O que é o Banho Santo

O Banho Santo vem no seguimento de um primeiro rito que acontece mais cedo, nesse mesmo dia, mas junto à igreja paroquial. Este consiste em crianças que, agarrando num galo (tradicionalmente preto, mas recentemente aceitam-se outros, de cores normalizadas), dão três voltas ao templo – depois disso, é normal entrarem na igreja para beijar o santo e, por vezes, passar por baixo da sua charola.

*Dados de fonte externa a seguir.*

//! Builders for real catalog databases and small repositories backed by a
//! [MemoryCatalogStore], used in tests across the workspace.
use std::collections::HashMap;

use async_compression::tokio::bufread::ZlibEncoder;
use bytes::Bytes;
use lazy_static::lazy_static;
use rusqlite::Connection;
use tokio::io::AsyncReadExt;

use crate::catalogstore::MemoryCatalogStore;
use crate::nodes::is_strict_descendant;
use crate::schema::{flags, md5_path};
use crate::CatalogHash;

lazy_static! {
    pub static ref DUMMY_HASH_1: CatalogHash = [0x01; 20].into();
    pub static ref DUMMY_HASH_2: CatalogHash = [0x02; 20].into();
    pub static ref DUMMY_HASH_3: CatalogHash = [0x03; 20].into();

    /// A root catalog with a file `/a`, and a directory `/b` containing two
    /// files.
    pub static ref CATALOG_SMALL: Vec<u8> = CatalogBuilder::new("")
        .file("/a")
        .dir("/b")
        .file("/b/c")
        .file("/b/d")
        .build();

    /// A root catalog with nothing nested.
    pub static ref CATALOG_EMPTY: Vec<u8> = CatalogBuilder::new("").build();
}

/// Compresses the given bytes with zlib, the way catalogs are stored.
pub async fn compress(raw: &[u8]) -> Bytes {
    let mut encoder = ZlibEncoder::new(raw);
    let mut out = Vec::new();
    encoder
        .read_to_end(&mut out)
        .await
        .expect("compressing from memory must succeed");
    out.into()
}

/// Compresses a raw catalog and inserts it into the store, returning its
/// hash and compressed size.
pub async fn put_catalog(store: &MemoryCatalogStore, raw: &[u8]) -> (CatalogHash, u64) {
    let compressed = compress(raw).await;
    let hash = CatalogHash::of(&compressed);
    let size = compressed.len() as u64;
    store.put(hash.clone(), compressed);
    (hash, size)
}

/// Renders a `.cvmfspublished` manifest pointing to the given root catalog.
pub fn manifest_text(root: &CatalogHash, name: &str, revision: u64) -> String {
    format!(
        "C{}\nB1024\nRd41d8cd98f00b204e9800998ecf8427e\nN{}\nS{}\nT1700000000\n--\n0123456789abcdef\n",
        root, name, revision
    )
}

struct Entry {
    path: String,
    flags: i64,
}

struct NestedRow {
    path: String,
    sha1: String,
    size: Option<i64>,
}

/// Builds an (uncompressed) catalog database with the tables and columns
/// the schema reader looks at.
pub struct CatalogBuilder {
    root_path: String,
    root_prefix: Option<String>,
    entries: Vec<Entry>,
    nested: Vec<NestedRow>,
    size_column: bool,
    catalog_table: bool,
}

fn parent_of(path: &str) -> &str {
    path.rsplit_once('/').map(|(parent, _)| parent).unwrap_or("")
}

impl CatalogBuilder {
    /// `root_path` is the mount path of the catalog, `""` for the root
    /// catalog of a repository.
    pub fn new(root_path: &str) -> Self {
        Self {
            root_path: root_path.to_string(),
            root_prefix: (!root_path.is_empty()).then(|| root_path.to_string()),
            entries: vec![],
            nested: vec![],
            size_column: true,
            catalog_table: true,
        }
    }

    fn entry(mut self, path: &str, flags: i64) -> Self {
        self.entries.push(Entry {
            path: path.to_string(),
            flags,
        });
        self
    }

    pub fn file(self, path: &str) -> Self {
        self.entry(path, flags::FILE)
    }

    pub fn symlink(self, path: &str) -> Self {
        self.entry(path, flags::SYMLINK)
    }

    pub fn dir(self, path: &str) -> Self {
        self.entry(path, flags::DIRECTORY)
    }

    /// Adds the directory entry a nested catalog is mounted on.
    pub fn mountpoint(self, path: &str) -> Self {
        self.entry(path, flags::DIRECTORY | flags::NESTED_MOUNTPOINT)
    }

    /// Adds a row to the nested_catalogs table.
    pub fn nested(self, path: &str, hash: &CatalogHash, size: u64) -> Self {
        self.nested_raw(path, &hash.to_string(), Some(size as i64))
    }

    /// Adds a row to the nested_catalogs table, without any validation.
    pub fn nested_raw(mut self, path: &str, sha1: &str, size: Option<i64>) -> Self {
        self.nested.push(NestedRow {
            path: path.to_string(),
            sha1: sha1.to_string(),
            size,
        });
        self
    }

    /// Produces the older nested_catalogs layout, without a size column.
    pub fn without_size_column(mut self) -> Self {
        self.size_column = false;
        self
    }

    /// Overrides the `root_prefix` property, which normally holds the
    /// mount path of nested catalogs.
    pub fn root_prefix(mut self, root_prefix: &str) -> Self {
        self.root_prefix = Some(root_prefix.to_string());
        self
    }

    pub fn without_root_prefix(mut self) -> Self {
        self.root_prefix = None;
        self
    }

    pub fn without_catalog_table(mut self) -> Self {
        self.catalog_table = false;
        self
    }

    pub fn build(self) -> Vec<u8> {
        let file = tempfile::NamedTempFile::new().expect("create tempfile");
        {
            let conn = Connection::open(file.path()).expect("open database");
            self.populate(&conn).expect("populate database");
            conn.close().map_err(|(_, e)| e).expect("close database");
        }
        std::fs::read(file.path()).expect("read back database")
    }

    fn populate(&self, conn: &Connection) -> rusqlite::Result<()> {
        if self.size_column {
            conn.execute_batch(
                "CREATE TABLE nested_catalogs (path TEXT, sha1 TEXT, size INTEGER, \
                 CONSTRAINT pk_nested_catalogs PRIMARY KEY (path));",
            )?;
        } else {
            conn.execute_batch(
                "CREATE TABLE nested_catalogs (path TEXT, sha1 TEXT, \
                 CONSTRAINT pk_nested_catalogs PRIMARY KEY (path));",
            )?;
        }

        for row in &self.nested {
            if self.size_column {
                conn.execute(
                    "INSERT INTO nested_catalogs (path, sha1, size) VALUES (?1, ?2, ?3)",
                    (&row.path, &row.sha1, row.size),
                )?;
            } else {
                conn.execute(
                    "INSERT INTO nested_catalogs (path, sha1) VALUES (?1, ?2)",
                    (&row.path, &row.sha1),
                )?;
            }
        }

        conn.execute_batch(
            "CREATE TABLE properties (key TEXT, value TEXT, \
             CONSTRAINT pk_properties PRIMARY KEY (key)); \
             INSERT INTO properties (key, value) VALUES ('schema', '2.5');",
        )?;
        if let Some(root_prefix) = &self.root_prefix {
            conn.execute(
                "INSERT INTO properties (key, value) VALUES ('root_prefix', ?1)",
                [root_prefix],
            )?;
        }

        if !self.catalog_table {
            return Ok(());
        }

        conn.execute_batch(
            "CREATE TABLE catalog (md5path_1 INTEGER, md5path_2 INTEGER, \
             parent_1 INTEGER, parent_2 INTEGER, hardlinks INTEGER, hash BLOB, \
             size INTEGER, mode INTEGER, mtime INTEGER, flags INTEGER, name TEXT, \
             symlink TEXT, uid INTEGER, gid INTEGER, xattr BLOB, \
             CONSTRAINT pk_catalog PRIMARY KEY (md5path_1, md5path_2));",
        )?;

        // The root entry. For the repository root, it's its own parent.
        let (root_flags, root_parent) = if self.root_path.is_empty() {
            (flags::DIRECTORY, md5_path(""))
        } else {
            (
                flags::DIRECTORY | flags::NESTED_ROOT,
                md5_path(parent_of(&self.root_path)),
            )
        };
        let root_name = self.root_path.rsplit('/').next().unwrap_or_default();
        insert_entry(conn, &self.root_path, root_name, root_parent, root_flags)?;

        for entry in &self.entries {
            let name = entry.path.rsplit('/').next().unwrap_or_default();
            insert_entry(
                conn,
                &entry.path,
                name,
                md5_path(parent_of(&entry.path)),
                entry.flags,
            )?;
        }

        Ok(())
    }
}

fn insert_entry(
    conn: &Connection,
    path: &str,
    name: &str,
    parent: (i64, i64),
    entry_flags: i64,
) -> rusqlite::Result<()> {
    let (md5_1, md5_2) = md5_path(path);
    conn.execute(
        "INSERT INTO catalog (md5path_1, md5path_2, parent_1, parent_2, hardlinks, \
         size, mode, mtime, flags, name, symlink, uid, gid) \
         VALUES (?1, ?2, ?3, ?4, 1, 0, 420, 1700000000, ?5, ?6, '', 0, 0)",
        (md5_1, md5_2, parent.0, parent.1, entry_flags, name),
    )?;
    Ok(())
}

/// What to do with a catalog when materialising a [RepositoryBuilder].
#[derive(Clone, Copy, PartialEq, Eq)]
enum Fault {
    None,
    /// Store bytes that aren't zlib (under their correct hash).
    Corrupt,
    /// Don't store the blob at all.
    Missing,
}

/// Describes a repository by the mount paths of its catalogs. Parents are
/// built after their children, so every catalog references the real hash
/// of its nested catalogs.
pub struct RepositoryBuilder {
    name: String,
    catalogs: Vec<(String, Fault)>,
    unknown_sizes: bool,
    duplicate: Option<String>,
}

/// A materialised [RepositoryBuilder].
pub struct RepositoryFixture {
    pub store: MemoryCatalogStore,
    pub root: CatalogHash,
    /// Hash and compressed size per mount path, including the root at `""`.
    pub catalogs: HashMap<String, (CatalogHash, u64)>,
}

impl RepositoryFixture {
    pub fn hash(&self, mount_path: &str) -> &CatalogHash {
        &self.catalogs[mount_path].0
    }

    pub fn size(&self, mount_path: &str) -> u64 {
        self.catalogs[mount_path].1
    }
}

impl RepositoryBuilder {
    pub fn new(name: &str) -> Self {
        Self {
            name: name.to_string(),
            catalogs: vec![],
            unknown_sizes: false,
            duplicate: None,
        }
    }

    /// Adds a nested catalog. Siblings are listed in insertion order.
    pub fn catalog(mut self, mount_path: &str) -> Self {
        self.catalogs.push((mount_path.to_string(), Fault::None));
        self
    }

    /// Adds a nested catalog whose blob can't be decompressed.
    pub fn corrupt_catalog(mut self, mount_path: &str) -> Self {
        self.catalogs.push((mount_path.to_string(), Fault::Corrupt));
        self
    }

    /// Adds a nested catalog that is referenced, but absent from the store.
    pub fn missing_catalog(mut self, mount_path: &str) -> Self {
        self.catalogs.push((mount_path.to_string(), Fault::Missing));
        self
    }

    /// Makes parents record size 0 for their nested catalogs.
    pub fn unknown_sizes(mut self) -> Self {
        self.unknown_sizes = true;
        self
    }

    /// Makes the root catalog additionally list the (deeper) nested catalog
    /// at `mount_path`, so it's reachable through two parents.
    pub fn duplicate_in_root(mut self, mount_path: &str) -> Self {
        self.duplicate = Some(mount_path.to_string());
        self
    }

    fn parent_of(&self, mount_path: &str) -> String {
        self.catalogs
            .iter()
            .map(|(p, _)| p.as_str())
            .filter(|p| is_strict_descendant(mount_path, p))
            .max_by_key(|p| p.len())
            .unwrap_or("")
            .to_string()
    }

    pub async fn build(self) -> RepositoryFixture {
        let store = MemoryCatalogStore::default();
        let mut catalogs: HashMap<String, (CatalogHash, u64)> = HashMap::new();

        // deepest first, so children exist before their parents.
        let mut order: Vec<(String, Fault)> = self.catalogs.clone();
        order.push((String::new(), Fault::None));
        order.sort_by_key(|(p, _)| std::cmp::Reverse(p.matches('/').count()));

        for (mount_path, fault) in order {
            let mut builder = CatalogBuilder::new(&mount_path)
                .file(&format!("{}/README", mount_path))
                .dir(&format!("{}/share", mount_path))
                .file(&format!("{}/share/data", mount_path));

            for (child, _) in self
                .catalogs
                .iter()
                .filter(|(p, _)| self.parent_of(p) == mount_path)
            {
                let (hash, size) = &catalogs[child];
                let size = if self.unknown_sizes { 0 } else { *size };
                builder = builder.mountpoint(child).nested(child, hash, size);
            }

            if mount_path.is_empty() {
                if let Some(dup) = &self.duplicate {
                    let (hash, size) = &catalogs[dup];
                    builder = builder.nested(dup, hash, *size);
                }
            }

            let raw = builder.build();
            let entry = match fault {
                Fault::None => put_catalog(&store, &raw).await,
                Fault::Corrupt => {
                    let garbage = Bytes::from(format!("not zlib: {}", mount_path));
                    let hash = CatalogHash::of(&garbage);
                    let size = garbage.len() as u64;
                    store.put(hash.clone(), garbage);
                    (hash, size)
                }
                Fault::Missing => {
                    let compressed = compress(&raw).await;
                    (CatalogHash::of(&compressed), compressed.len() as u64)
                }
            };
            catalogs.insert(mount_path, entry);
        }

        let root = catalogs[""].0.clone();
        store.set_manifest(manifest_text(&root, &self.name, 1));

        RepositoryFixture {
            store,
            root,
            catalogs,
        }
    }
}
use std::io;

use async_trait::async_trait;
use bytes::Bytes;

use crate::CatalogHash;

mod disk_cache;
mod from_addr;
mod fs;
mod http;
mod memory;

pub use self::disk_cache::DiskCacheCatalogStore;
pub use self::from_addr::{from_addr, from_location};
pub use self::fs::FsCatalogStore;
pub use self::http::HttpCatalogStore;
pub use self::memory::MemoryCatalogStore;

/// Name of the repository manifest, relative to the repository base.
pub const MANIFEST_NAME: &str = ".cvmfspublished";

/// The base trait all catalog stores need to implement.
/// A store hands out the compressed catalog blobs of a single repository,
/// addressed by their content hash, as well as the repository manifest.
/// Stores don't decompress or verify anything, that's left to the
/// [crate::CatalogFetcher].
#[async_trait]
pub trait CatalogStore: Send + Sync {
    /// Retrieves the compressed blob for the given hash.
    /// Returns Ok(None) if the store doesn't have it.
    async fn get(&self, hash: &CatalogHash) -> io::Result<Option<Bytes>>;

    /// Returns the compressed size of a blob, ideally without retrieving it.
    /// The default implementation retrieves the whole blob.
    async fn size(&self, hash: &CatalogHash) -> io::Result<Option<u64>> {
        Ok(self.get(hash).await?.map(|b| b.len() as u64))
    }

    /// Retrieves the raw `.cvmfspublished` manifest.
    async fn manifest(&self) -> io::Result<Option<Bytes>>;
}

#[async_trait]
impl<A> CatalogStore for A
where
    A: AsRef<dyn CatalogStore> + Send + Sync,
{
    async fn get(&self, hash: &CatalogHash) -> io::Result<Option<Bytes>> {
        self.as_ref().get(hash).await
    }

    async fn size(&self, hash: &CatalogHash) -> io::Result<Option<u64>> {
        self.as_ref().size(hash).await
    }

    async fn manifest(&self) -> io::Result<Option<Bytes>> {
        self.as_ref().manifest().await
    }
}
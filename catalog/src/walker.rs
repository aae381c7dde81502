use std::collections::{HashMap, HashSet};
use std::sync::atomic::{AtomicUsize, Ordering};
use std::sync::Arc;

use futures::future::{try_join_all, BoxFuture};
use futures::FutureExt;
use parking_lot::Mutex;
use serde::{Deserialize, Serialize};
use tokio::sync::Semaphore;
use tracing::{debug, info, instrument, warn, Span};
use tracing_indicatif::span_ext::IndicatifSpanExt;

use crate::nodes::is_within;
use crate::schema::{self, NestedCatalog};
use crate::{
    CatalogFetcher, CatalogHash, CatalogNode, CatalogRef, Error, MissingCatalog, StopReason,
    Subtree,
};

/// Catalogs larger than this (compressed) are recorded, but not descended.
pub const DEFAULT_STOP_THRESHOLD: u64 = 2 * 1024 * 1024;

/// Limits and knobs for a single walk.
#[derive(Clone, Debug, PartialEq, Eq, Serialize, Deserialize)]
#[serde(default, deny_unknown_fields)]
pub struct WalkConfig {
    pub stop_threshold: u64,
    /// Nodes at this depth (the root being at 0) are not descended.
    pub max_depth: Option<usize>,
    /// Maximum number of catalogs to download, including the root.
    pub max_catalogs: Option<usize>,
    /// Mount path prefixes to skip entirely.
    pub ignore_paths: Vec<String>,
    /// Upper bound for concurrent catalog downloads within the walk.
    pub max_concurrent_fetches: usize,
}

impl Default for WalkConfig {
    fn default() -> Self {
        Self {
            stop_threshold: DEFAULT_STOP_THRESHOLD,
            max_depth: None,
            max_catalogs: None,
            ignore_paths: vec![],
            max_concurrent_fetches: 10,
        }
    }
}

impl WalkConfig {
    fn is_ignored(&self, mount_path: &str) -> bool {
        self.ignore_paths
            .iter()
            .any(|prefix| is_within(mount_path, prefix.trim_end_matches('/')))
    }
}

/// Counters collected during a walk.
#[derive(Clone, Debug, Default, PartialEq, Eq, Serialize, Deserialize)]
pub struct WalkStats {
    pub catalogs_found: usize,
    pub catalogs_downloaded: usize,
    pub bytes_downloaded: u64,
    pub large_catalogs: usize,
    pub bytes_skipped: u64,
    pub ignored: usize,
    pub head_requests: usize,
    pub reused: usize,
    pub missing: usize,
}

/// The result of a successful walk.
#[derive(Clone, Debug, PartialEq)]
pub struct Walk {
    pub root: Subtree,
    pub stats: WalkStats,
}

/// Whether a subtree of a previous walk can stand in for a fresh walk of the
/// same catalog. Partial subtrees might have recovered, and subtrees cut
/// off by the download limit are worth completing.
fn reusable(previous: &Subtree) -> bool {
    previous.is_complete() && !previous.contains_stop(StopReason::MaxCatalogs)
}

enum ChildOutcome {
    Node(Subtree),
    Missing(MissingCatalog),
    Ignored,
}

/// Bookkeeping shared by all branches of a single walk.
struct WalkState<'p> {
    seen: Mutex<HashSet<String>>,
    stats: Mutex<WalkStats>,
    downloads: AtomicUsize,
    fetch_permits: Semaphore,
    previous: HashMap<&'p str, &'p Subtree>,
    progress: Span,
}

impl<'p> WalkState<'p> {
    /// Claims a slot from the download limit. Returns false if exhausted.
    fn reserve_download(&self, max_catalogs: Option<usize>) -> bool {
        match max_catalogs {
            None => {
                self.downloads.fetch_add(1, Ordering::SeqCst);
                true
            }
            Some(max) => self
                .downloads
                .fetch_update(Ordering::SeqCst, Ordering::SeqCst, |n| {
                    (n < max).then_some(n + 1)
                })
                .is_ok(),
        }
    }

    /// Records a mount path, failing if it was seen before in this walk.
    fn register(&self, mount_path: &str) -> Result<(), Error> {
        let inserted = self.seen.lock().insert(mount_path.to_string());
        if !inserted {
            return Err(Error::InvariantViolation(format!(
                "mount path {} appears more than once",
                mount_path
            )));
        }
        Ok(())
    }

    fn record_download(&self, compressed_size: u64) {
        {
            let mut stats = self.stats.lock();
            stats.catalogs_downloaded += 1;
            stats.bytes_downloaded += compressed_size;
        }
        self.progress.pb_inc(1);
    }
}

/// Walks the graph of nested catalogs of a repository, starting at its root
/// catalog, and produces the tree of [CatalogNode].
///
/// Edges are followed depth-first. Nested catalogs of the same parent are
/// processed concurrently, and end up in the order the parent lists them.
pub struct CatalogWalker {
    fetcher: Arc<CatalogFetcher>,
    config: WalkConfig,
    previous: Option<Subtree>,
}

impl CatalogWalker {
    pub fn new(fetcher: Arc<CatalogFetcher>, config: WalkConfig) -> Self {
        Self {
            fetcher,
            config,
            previous: None,
        }
    }

    /// Provides the tree of an earlier walk of the same repository. Nested
    /// catalogs with an unchanged mount path and hash are taken from there
    /// instead of being downloaded again.
    pub fn with_previous(mut self, previous: Option<Subtree>) -> Self {
        self.previous = previous;
        self
    }

    #[instrument(skip_all, fields(catalog.hash = %root.hash, indicatif.pb_show = 1), err)]
    pub async fn walk(&self, root: CatalogRef) -> Result<Walk, Error> {
        let span = Span::current();
        span.pb_set_style(&cvmfs_tracing::PB_WALK_STYLE);
        span.pb_set_message("Downloaded");

        if let Some(previous) = &self.previous {
            if previous.node().catalog.hash == root.hash && reusable(previous) {
                let reused = previous.catalog_count();
                info!(reused, "root catalog unchanged, reusing previous tree");
                return Ok(Walk {
                    root: previous.clone(),
                    stats: WalkStats {
                        catalogs_found: reused,
                        reused,
                        ..Default::default()
                    },
                });
            }
        }

        let state = WalkState {
            seen: Mutex::new(HashSet::new()),
            stats: Mutex::new(WalkStats::default()),
            downloads: AtomicUsize::new(0),
            fetch_permits: Semaphore::new(
                self.config
                    .max_concurrent_fetches
                    .clamp(1, Semaphore::MAX_PERMITS),
            ),
            previous: self
                .previous
                .iter()
                .flat_map(Subtree::iter)
                .map(|s| (s.node().catalog.mount_path.as_str(), s))
                .collect(),
            progress: span.clone(),
        };

        state.register(&root.mount_path)?;
        state.reserve_download(None);
        state.stats.lock().catalogs_found += 1;

        // Failing to read the root fails the whole walk.
        let fetched = self.fetcher.fetch(&root).await?;
        state.record_download(fetched.compressed_size);

        let mut node = CatalogNode::leaf(root.clone(), fetched.compressed_size);
        let mut missing = vec![];

        if node.size > self.config.stop_threshold {
            warn!(size = node.size, "root catalog exceeds the stop threshold");
            state.stats.lock().large_catalogs += 1;
            node.stopped = Some(StopReason::TooLarge);
        } else if self.config.max_depth == Some(0) {
            node.stopped = Some(StopReason::MaxDepth);
        } else {
            let nested = schema::list_nested_catalogs(fetched.raw).await?;
            let (children, root_missing) = self
                .walk_children(&state, root.clone(), vec![root.hash.clone()], nested, 1)
                .await?;
            node.children = children;
            missing = root_missing;
        }

        let stats = state.stats.lock().clone();
        info!(
            catalogs_found = stats.catalogs_found,
            catalogs_downloaded = stats.catalogs_downloaded,
            bytes_downloaded = stats.bytes_downloaded,
            missing = stats.missing,
            "walk finished"
        );

        Ok(Walk {
            root: Subtree::new(node, missing),
            stats,
        })
    }

    /// Processes all nested catalogs of `parent`, which sit at `depth`.
    /// Boxed, as it's (indirectly) recursive.
    fn walk_children<'a>(
        &'a self,
        state: &'a WalkState<'a>,
        parent: CatalogRef,
        ancestors: Vec<CatalogHash>,
        nested: Vec<NestedCatalog>,
        depth: usize,
    ) -> BoxFuture<'a, Result<(Vec<Subtree>, Vec<MissingCatalog>), Error>> {
        async move {
            let outcomes = try_join_all(
                nested
                    .into_iter()
                    .map(|n| self.walk_child(state, &parent, &ancestors, n, depth)),
            )
            .await?;

            let mut children = Vec::new();
            let mut missing = Vec::new();
            for outcome in outcomes {
                match outcome {
                    ChildOutcome::Node(subtree) => children.push(subtree),
                    ChildOutcome::Missing(m) => missing.push(m),
                    ChildOutcome::Ignored => {}
                }
            }

            Ok((children, missing))
        }
        .boxed()
    }

    #[instrument(level = "debug", skip_all, fields(catalog.mount_path = %nested.mount_path, depth = depth), err)]
    async fn walk_child(
        &self,
        state: &WalkState<'_>,
        parent: &CatalogRef,
        ancestors: &[CatalogHash],
        nested: NestedCatalog,
        depth: usize,
    ) -> Result<ChildOutcome, Error> {
        let catalog = CatalogRef::new(nested.hash, nested.mount_path);

        if self.config.is_ignored(&catalog.mount_path) {
            debug!("ignored");
            state.stats.lock().ignored += 1;
            return Ok(ChildOutcome::Ignored);
        }

        if !catalog.is_strict_descendant_of(&parent.mount_path) {
            return Err(Error::InvariantViolation(format!(
                "nested catalog {} is not below its parent {:?}",
                catalog.mount_path, parent.mount_path
            )));
        }

        if ancestors.contains(&catalog.hash) {
            return Err(Error::InvariantViolation(format!(
                "catalog {} at {} is its own ancestor",
                catalog.hash, catalog.mount_path
            )));
        }

        state.register(&catalog.mount_path)?;

        if let Some(previous) = state.previous.get(catalog.mount_path.as_str()) {
            if previous.node().catalog.hash == catalog.hash && reusable(previous) {
                for descendant in previous.iter().skip(1) {
                    state.register(&descendant.node().catalog.mount_path)?;
                }

                let reused = previous.catalog_count();
                debug!(reused, "unchanged, reusing previous subtree");
                {
                    let mut stats = state.stats.lock();
                    stats.reused += reused;
                    stats.catalogs_found += reused;
                }
                state.progress.pb_inc(reused as u64);
                return Ok(ChildOutcome::Node((*previous).clone()));
            }
        }

        state.stats.lock().catalogs_found += 1;

        let mut size = nested.size;
        if size == 0 {
            state.stats.lock().head_requests += 1;
            match self.fetcher.size_of(&catalog.hash).await {
                Ok(Some(s)) => size = s,
                // still unknown, determined by downloading below
                Ok(None) => {}
                Err(e) => return Ok(self.missing(state, catalog, size, e)),
            }
        }

        if size > self.config.stop_threshold {
            debug!(size, "exceeds the stop threshold");
            {
                let mut stats = state.stats.lock();
                stats.large_catalogs += 1;
                stats.bytes_skipped += size;
            }
            return Ok(ChildOutcome::Node(Subtree::Complete(CatalogNode::stopped(
                catalog,
                size,
                StopReason::TooLarge,
            ))));
        }

        if self.config.max_depth.is_some_and(|max| depth >= max) {
            return Ok(ChildOutcome::Node(Subtree::Complete(CatalogNode::stopped(
                catalog,
                size,
                StopReason::MaxDepth,
            ))));
        }

        if !state.reserve_download(self.config.max_catalogs) {
            return Ok(ChildOutcome::Node(Subtree::Complete(CatalogNode::stopped(
                catalog,
                size,
                StopReason::MaxCatalogs,
            ))));
        }

        // The permit only covers fetching and reading this catalog, never
        // waiting for its children, which need permits themselves.
        let read = {
            let _permit = state
                .fetch_permits
                .acquire()
                .await
                .map_err(|_| Error::Fetch("walk was cancelled".to_string()))?;

            match self.fetcher.fetch(&catalog).await {
                Ok(fetched) => schema::list_nested_catalogs(fetched.raw)
                    .await
                    .map(|nested| (fetched.compressed_size, nested)),
                Err(e) => Err(e),
            }
        };

        let (compressed_size, grandchildren) = match read {
            Ok(read) => read,
            Err(e) if e.is_catalog_local() => return Ok(self.missing(state, catalog, size, e)),
            Err(e) => return Err(e),
        };

        state.record_download(compressed_size);

        if size == 0 {
            size = compressed_size;
            if size > self.config.stop_threshold {
                state.stats.lock().large_catalogs += 1;
                return Ok(ChildOutcome::Node(Subtree::Complete(CatalogNode::stopped(
                    catalog,
                    size,
                    StopReason::TooLarge,
                ))));
            }
        }

        let mut ancestors = ancestors.to_vec();
        ancestors.push(catalog.hash.clone());

        let (children, missing) = self
            .walk_children(state, catalog.clone(), ancestors, grandchildren, depth + 1)
            .await?;

        Ok(ChildOutcome::Node(Subtree::new(
            CatalogNode {
                catalog,
                size,
                children,
                stopped: None,
            },
            missing,
        )))
    }

    fn missing(
        &self,
        state: &WalkState<'_>,
        catalog: CatalogRef,
        size: u64,
        err: Error,
    ) -> ChildOutcome {
        warn!(catalog.mount_path = %catalog.mount_path, err = %err, "nested catalog unavailable");
        state.stats.lock().missing += 1;
        ChildOutcome::Missing(MissingCatalog {
            catalog,
            size,
            kind: err.kind(),
            reason: err.to_string(),
        })
    }
}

É após isto que os romeiros fazem caminho pela avenida que dali segue para Oeste e se dirigem para a praia, procurando os ditos banheiros que, a troco de certa maquia, se encarregam de transportar os miúdos até ao mar, mergulhando-os no oceano por três (ou sete) ondas. Assim que o gesto se concretiza, as crianças são devolvidas aos pais, confortando-as de imediato enquanto as secam. Umas apreensivas e a chorar, outras exibindo coragem e gabando-se aos familiares de não terem soltado uma única lágrima.

É possível, da mesma maneira, vermos adultos e idosos a banharem-se no mesmo propósito, embora aqui sem recurso aos braços auxiliares dos banheiros.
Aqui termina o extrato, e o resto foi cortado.